Bien sûr, à la veille des élections, quelques ouvertures programmées ont été opérées, comme dans le cadre d'émissions politiques qui ont fait le buzz ou le libre débat en radio (sur la nouvelleJil Fm par exemple). Mais chacun sait qu'une fois l'élection du 10 mai prochain terminée, la télévision reprendra son écran noir.
Des chaînes en attendant l'ouverture
Malgré la censure et les lois restrictives, des chaînes de télévisions privées existent déjà, de droit français et qui émettent vers l'Algérie comme Berbère TV (du groupe BRTV), établies en Jordanie comme Echorouk TV, du groupe de presse le plus populaire en Algérie, ou Al Djazairiya, basée à Alger qui est en phase de rodage.Par ailleurs, en attendant l'ouverture, de nombreuses Web TV font acte de présence sur le Net, de la déjà ancienne Rachad TV qui regroupe des opposants à la récente Djezzy.tv, du premier opérateur de téléphonie mobile, Algérie Première, Algérie TV ou Dzair Web TV, éditée par un riche industriel qui prépare sa «vraie» télé, pour n'en citer que quelques unes.
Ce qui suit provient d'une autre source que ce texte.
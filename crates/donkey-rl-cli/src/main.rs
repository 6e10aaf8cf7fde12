//! donkey-drive
//!
//! Launches (or dials) the Donkey simulator and drives a few episodes with a
//! scripted weaving policy, logging per-episode summaries.
//!
//! Usage: `donkey-drive [level] [config.json]`
//!
//! Environment:
//! - `DONKEY_SIM_PATH`: simulator executable (`remote` or unset dials an external one)
//! - `DONKEY_HOST`, `DONKEY_PORT`: simulator address
//! - `DONKEY_EPISODES`: episodes to run (default 1)
//! - `RUST_LOG`: log filter (default `info`)

use anyhow::{Context, Result, bail};
use donkey_rl::{Action, DonkeyEnv, Environment, SessionConfig};
use tracing::{info, warn};
use tracing_subscriber::{EnvFilter, FmtSubscriber};

/// Step cap per episode
const MAX_STEPS: usize = 2000;

fn load_config(args: &[String]) -> Result<SessionConfig> {
    let mut config = match args.get(2) {
        Some(path) => SessionConfig::from_json_file(path)
            .with_context(|| format!("loading config {}", path))?,
        None => SessionConfig::default(),
    };
    if let Some(level) = args.get(1) {
        config.level = level.clone();
    }

    if let Ok(path) = std::env::var("DONKEY_SIM_PATH") {
        config.exe_path = Some(path);
    }
    if let Ok(host) = std::env::var("DONKEY_HOST") {
        config.host = host;
    }
    if let Ok(port) = std::env::var("DONKEY_PORT") {
        config.port = port
            .parse()
            .with_context(|| format!("DONKEY_PORT is not a port: {}", port))?;
    }
    config.validate()?;
    Ok(config)
}

/// Gentle sinusoidal weave at a fixed throttle
fn scripted_action(step: usize) -> Action {
    Action::new((step as f64 * 0.05).sin() * 0.3, 0.3)
}

fn main() -> Result<()> {
    let subscriber = FmtSubscriber::builder()
        .with_env_filter(
            EnvFilter::try_from_default_env().unwrap_or_else(|_| EnvFilter::new("info")),
        )
        .with_writer(std::io::stderr)
        .finish();
    tracing::subscriber::set_global_default(subscriber)?;

    let args: Vec<String> = std::env::args().collect();
    if args.iter().any(|a| a == "-h" || a == "--help") {
        println!("usage: donkey-drive [level] [config.json]");
        return Ok(());
    }
    if args.len() > 3 {
        bail!("usage: donkey-drive [level] [config.json]");
    }

    let config = load_config(&args)?;
    let episodes: usize = match std::env::var("DONKEY_EPISODES") {
        Ok(n) => n.parse().context("DONKEY_EPISODES is not a number")?,
        Err(_) => 1,
    };

    info!("Starting {} on {}:{}", config.scene_name(), config.host, config.port);
    let mut env = DonkeyEnv::new(config)?;

    for episode in 1..=episodes {
        env.reset(None)?;
        let mut total = 0.0;
        let mut steps = 0;
        let mut last_info = None;

        while steps < MAX_STEPS {
            let result = env.step(scripted_action(steps))?;
            total += result.reward;
            steps += 1;
            let done = result.terminated || result.truncated;
            last_info = Some(result.info);
            if done {
                break;
            }
        }

        if steps == MAX_STEPS {
            warn!("Episode {} hit the {}-step cap", episode, MAX_STEPS);
        }
        let (cte, hit) = last_info
            .map(|info| (info["cte"].clone(), info["hit"].clone()))
            .unwrap_or_default();
        info!(
            episode,
            steps,
            reward = total,
            %cte,
            %hit,
            "Episode finished"
        );
    }

    let stats = env.stats();
    info!(
        sent = stats.messages_sent,
        frames = stats.frames_received,
        dropped = stats.malformed_frames,
        "Session stats"
    );
    env.close()?;
    Ok(())
}
//! # donkey-rl
//!
//! Drive the Donkey car simulator as a reinforcement-learning environment.
//!
//! [`DonkeyEnv`] launches (or dials) a simulator, loads a level and exposes
//! the blocking [`Environment`] interface. [`SimController`] is the async
//! session state machine underneath it.
//!
//! ```no_run
//! use donkey_rl::{Action, DonkeyEnv, Environment};
//!
//! let mut env = DonkeyEnv::for_level("donkey-generated-track-v0")?;
//! let (_obs, _info) = env.reset(None)?;
//! loop {
//!     let result = env.step(Action::new(0.0, 0.3))?;
//!     if result.terminated {
//!         break;
//!     }
//! }
//! env.close()?;
//! # Ok::<(), donkey_rl::DonkeyError>(())
//! ```

pub mod controller;
pub mod env;
pub mod environment;

#[cfg(test)]
mod fake_sim;

pub use controller::{SessionState, SimController};
pub use env::DonkeyEnv;
pub use environment::{Environment, RenderMode};

pub use donkey_rl_core::{
    Action, ActionSpace, DefaultPolicy, DonkeyError, EpisodePolicy, FnPolicy, Info, Observation,
    ObservationSpace, Result, SessionConfig, StepResult, TelemetryFrame,
};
Pour le reste, des groupes puissants (comme l'agro-alimentaire Cevital, de Rebrab) ont leur dossier TV dans les tiroirs, tout comme de nombreux groupes de presse (El Watan), ont leur projet de télévision déjà ficelé. Mais il est peu probable que ces chaînes d'information verront le jour avant le départ des écrans du président Bouteflika, prévu pour 2014. L'éditorialiste d'El Watan résume:
«Une télé libre est extrêmement dangereuse pour la pérennité de notre régime, qui sera contraint de laisser les Algériens le critiquer et évoquer ses sous et ses dessous devant le peuple.»Seule consolation, ce sera le présentateur soldat du JT de l'ENTV, «l'Unique», qui annoncera officiellement au 20 heures l'ouverture au privé et signera la fin du monopole. La larme à l'œil.